Xilogravura de Marcelo Soares
Sentiram o coração pulsar.
A respiração descompassada denunciava o deparar com todo o desconhecido.
Corpos que se encontravam pela primeira vez.
Duas vidas. Duas histórias.
Histórias que a partir dali seriam escritas e inscritas num espaço-tempo. Num corpo-poema.
Receber a presença de um outro corpo, de um outro ser, singular, sustentar de maneira bastante intensa e com leveza a imprevisibilidade de cada movimento. Alteridade.
Temporalidades.
Tempo.
…
Ouve-se um som.
Um misto de emoções percorria todo o corpo.
Era como se a cada acorde fossem convidados a escreverem movimentos, sutilezas de cada instante.
Entre braços, o abraço.
O conter o mundo. O criar naquele instante um mundo.
O confiar. Fiar juntos. O saber que a cada movimento solto, separado, alguém sempre espera.
Dançar é contar histórias. A nossa.
Em cada movimento entregue naquele espaço, no abraço, contamos cada contato que construímos lá atrás, quando ‘dançávamos” no embalo, sob o cuidado, juntamente com nosso cuidador principal.

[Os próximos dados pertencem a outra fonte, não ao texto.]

//! Feature engine: merges raw tables into one hourly feature table.
//!
//! 1. Technical columns from the market table alone, computed over the whole
//!    market history.
//! 2. (`complete` only) Each daily table is shifted by its publication lag,
//!    as-of joined onto the market axis, and its derived columns computed.
//! 3. The axis is truncated to the span every source in use covers.
//! 4. Leading rows without a full lookback are dropped or flagged.
//!
//! Target columns look into the future by construction and are excluded from
//! the warmup rule.

pub mod macroeconomic;
pub mod onchain;
pub mod sentiment;
pub mod targets;
pub mod technical;

pub use targets::{multiclass_bin, TARGET_COLUMNS};

use crate::data::align::{align_forward_fill, coverage, overlap, Coverage};
use crate::domain::{bars_from_table, SourceId, TableError, TimeSeriesTable};
use crate::indicators::series::{first_valid, sanitize};
use serde::{Deserialize, Serialize};
use std::collections::BTreeMap;
use std::fmt;
use std::str::FromStr;
use thiserror::Error;
use tracing::{debug, info};

/// Named, fixed catalogue of feature columns.
#[derive(Debug, Clone, Copy, PartialEq, Eq, Hash, Serialize, Deserialize)]
#[serde(rename_all = "lowercase")]
pub enum FeatureSet {
    Basic,
    Complete,
}

impl FeatureSet {
    pub fn name(self) -> &'static str {
        match self {
            FeatureSet::Basic => "basic",
            FeatureSet::Complete => "complete",
        }
    }

    /// Raw tables this set reads, market first.
    pub fn required_sources(self) -> &'static [SourceId] {
        match self {
            FeatureSet::Basic => &[SourceId::Market],
            FeatureSet::Complete => &SourceId::ALL,
        }
    }

    pub fn file_stem(self) -> String {
        format!("btc_features_{}", self.name())
    }
}

impl fmt::Display for FeatureSet {
    fn fmt(&self, f: &mut fmt::Formatter<'_>) -> fmt::Result {
        f.write_str(self.name())
    }
}

impl FromStr for FeatureSet {
    type Err = String;

    fn from_str(s: &str) -> Result<Self, Self::Err> {
        match s.to_ascii_lowercase().as_str() {
            "basic" => Ok(FeatureSet::Basic),
            "complete" => Ok(FeatureSet::Complete),
            other => Err(format!("unknown feature set '{other}' (expected basic or complete)")),
        }
    }
}

/// What to do with leading rows whose lookback windows are not yet full.
#[derive(Debug, Clone, Copy, PartialEq, Eq, Default, Serialize, Deserialize)]
#[serde(rename_all = "lowercase")]
pub enum WarmupPolicy {
    #[default]
    Drop,
    /// Keep every row and append a `warmup` column (1.0 / 0.0).
    Flag,
}

pub const WARMUP_COLUMN: &str = "warmup";

/// Default rolling window for BTC-vs-macro correlations: 30 days of hours.
pub const DEFAULT_CORRELATION_WINDOW: usize = 720;

#[derive(Debug, Clone, PartialEq)]
pub struct FeatureOptions {
    pub warmup: WarmupPolicy,
    pub correlation_window: usize,
    /// Hours each source's timestamps are pushed forward before alignment.
    pub lag_hours: BTreeMap<SourceId, i64>,
}

impl Default for FeatureOptions {
    fn default() -> Self {
        Self {
            warmup: WarmupPolicy::Drop,
            correlation_window: DEFAULT_CORRELATION_WINDOW,
            lag_hours: BTreeMap::new(),
        }
    }
}

impl FeatureOptions {
    pub fn lag_for(&self, source_id: SourceId) -> i64 {
        self.lag_hours.get(&source_id).copied().unwrap_or(0)
    }
}

#[derive(Debug, Error)]
pub enum FeatureError {
    #[error("feature set '{set}' needs the '{source_id}' raw table, which is missing")]
    MissingSource { source_id: SourceId, set: FeatureSet },

    #[error("raw table '{source_id}' has no column '{column}'")]
    MissingColumn { source_id: SourceId, column: String },

    #[error("sources do not overlap in time: {0}")]
    EmptyOverlap(String),

    #[error("column '{column}' never fills its lookback in {rows} rows")]
    InsufficientHistory { column: String, rows: usize },

    #[error(transparent)]
    Table(#[from] TableError),
}

/// Output of [`build_features`].
#[derive(Debug, Clone)]
pub struct FeatureTable {
    pub set: FeatureSet,
    pub table: TimeSeriesTable,
    /// Span of the axis after overlap truncation, before warmup handling.
    pub span: Coverage,
    /// Rows dropped (or flagged) as warmup.
    pub warmup_rows: usize,
}

/// Columns computed for one source, in catalogue order.
pub(crate) type Columns = Vec<(String, Vec<f64>)>;

/// Build the feature table for `set` from raw tables keyed by source.
pub fn build_features(
    set: FeatureSet,
    sources: &BTreeMap<SourceId, TimeSeriesTable>,
    opts: &FeatureOptions,
) -> Result<FeatureTable, FeatureError> {
    for &source_id in set.required_sources() {
        let table = sources
            .get(&source_id)
            .ok_or(FeatureError::MissingSource { source_id, set })?;
        check_columns(source_id, table)?;
    }

    let market = sources
        .get(&SourceId::Market)
        .ok_or(FeatureError::MissingSource {
            source_id: SourceId::Market,
            set,
        })?;
    if market.is_empty() {
        return Err(TableError::Empty.into());
    }
    let bars = bars_from_table(market)?;
    let axis = market.timestamps();
    if opts.warmup == WarmupPolicy::Drop {
        let (column, lookback) = technical::longest_lookback();
        if bars.len() <= lookback {
            return Err(FeatureError::InsufficientHistory {
                column,
                rows: bars.len(),
            });
        }
    }

    let mut columns: Columns = technical::technical_columns(&bars);
    columns.extend(targets::target_columns(&bars));

    let mut coverages = Vec::new();
    coverages.extend(coverage(market, SourceId::Market.frequency()));

    if set == FeatureSet::Complete {
        let context = technical::MarketContext::new(&bars);
        for &source_id in &set.required_sources()[1..] {
            let raw = sources
                .get(&source_id)
                .ok_or(FeatureError::MissingSource { source_id, set })?;
            let shifted = required_subset(source_id, raw)?.shifted(opts.lag_for(source_id));
            let cov = coverage(&shifted, source_id.frequency()).ok_or_else(|| {
                FeatureError::EmptyOverlap(format!("'{source_id}' table is empty"))
            })?;
            coverages.push(cov);

            let aligned = align_forward_fill(axis, &shifted);
            let derived = match source_id {
                SourceId::OnChain => onchain::onchain_columns(&aligned)?,
                SourceId::Sentiment => sentiment::sentiment_columns(&aligned)?,
                SourceId::Macro => {
                    macroeconomic::macro_columns(&aligned, &context, opts.correlation_window)?
                }
                SourceId::Market => Vec::new(),
            };
            columns.extend(derived);
        }
    }

    let span = overlap(&coverages).ok_or_else(|| {
        let spans: Vec<String> = coverages
            .iter()
            .map(|c| format!("{}..{}", c.start, c.end))
            .collect();
        FeatureError::EmptyOverlap(spans.join(", "))
    })?;

    let mut full = TimeSeriesTable::new(axis.to_vec());
    for (name, mut values) in columns {
        sanitize(&mut values);
        full.push_column(name, values)?;
    }

    let table = full.slice(span.start, span.end);
    if table.len() < full.len() {
        debug!(
            set = %set,
            kept = table.len(),
            total = full.len(),
            start = %span.start,
            end = %span.end,
            "truncated to overlapping range"
        );
    }
    if table.is_empty() {
        return Err(FeatureError::EmptyOverlap(format!(
            "no market rows in {}..{}",
            span.start, span.end
        )));
    }

    let (table, warmup_rows) = apply_warmup(table, opts.warmup)?;
    info!(
        set = %set,
        rows = table.len(),
        columns = table.columns().len(),
        warmup_rows,
        "feature table built"
    );

    Ok(FeatureTable {
        set,
        table,
        span,
        warmup_rows,
    })
}

fn check_columns(source_id: SourceId, table: &TimeSeriesTable) -> Result<(), FeatureError> {
    for &column in source_id.required_columns() {
        if table.column(column).is_none() {
            return Err(FeatureError::MissingColumn {
                source_id,
                column: column.to_string(),
            });
        }
    }
    Ok(())
}

/// The required columns of a raw table, in catalogue order. Extra columns
/// (FRED series in the macro table) stay out of the feature table.
fn required_subset(
    source_id: SourceId,
    table: &TimeSeriesTable,
) -> Result<TimeSeriesTable, FeatureError> {
    let mut subset = TimeSeriesTable::new(table.timestamps().to_vec());
    for &column in source_id.required_columns() {
        let values = table
            .column(column)
            .ok_or_else(|| FeatureError::MissingColumn {
                source_id,
                column: column.to_string(),
            })?;
        subset.push_column(column, values.to_vec())?;
    }
    Ok(subset)
}

pub fn is_target(column: &str) -> bool {
    TARGET_COLUMNS.contains(&column)
}

/// Index of the first row where every non-target column holds a value.
fn warmup_end(table: &TimeSeriesTable) -> Result<usize, FeatureError> {
    let mut end = 0;
    for series in table.columns().iter().filter(|c| !is_target(&c.name)) {
        match first_valid(&series.values) {
            Some(i) => end = end.max(i),
            None => {
                return Err(FeatureError::InsufficientHistory {
                    column: series.name.clone(),
                    rows: table.len(),
                })
            }
        }
    }
    Ok(end)
}

fn apply_warmup(
    table: TimeSeriesTable,
    policy: WarmupPolicy,
) -> Result<(TimeSeriesTable, usize), FeatureError> {
    match policy {
        WarmupPolicy::Drop => {
            let end = warmup_end(&table)?;
            if end > 0 {
                info!(rows = end, "dropping warmup rows");
            }
            Ok((table.skip_rows(end), end))
        }
        WarmupPolicy::Flag => {
            // a column that never fills flags every row
            let end = warmup_end(&table).unwrap_or(table.len());
            let flags = (0..table.len())
                .map(|i| if i < end { 1.0 } else { 0.0 })
                .collect();
            let mut table = table;
            table.push_column(WARMUP_COLUMN, flags)?;
            Ok((table, end))
        }
    }
}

É lá no colo, no contato, no compasso, nas trocas, no ambiente proporcionado, que são criadas condições para que possamos aprender a dançar.
É lá que ganhamos lugar para experimentarmos nossa capacidade inata de criação, que podemos vivenciar as condições de uma total adaptação às nossas necessidades, o que significa uma adaptação aos nossos ritmos corporais, é lá, nesta dança, que podemos acontecer, aprendemos a tecer, conscientes de um corpo habitado.
Por meio da criatividade, expressões humanas tomam forma e manifestam estados intelectuais e artísticos que moldam a realidade na qual vivemos, compreendendo-se que no criar nos desenvolvemos como humanos e civilização. Nesse sentido, é pela via da criatividade que o indivíduo sente que a vida é digna de ser vivida.” (Winnicott, 1975)
Me pegue de novo no colo. **
Sendo assim, sou mais forte.
…assim sou mais eu.
*Forró No Escuro, Luiz Gonzaga.
**Carece de explicação, Dominguinhos.
Referência: Winnicott, D. (1975). O Brincar e a Realidade. Imago Editora.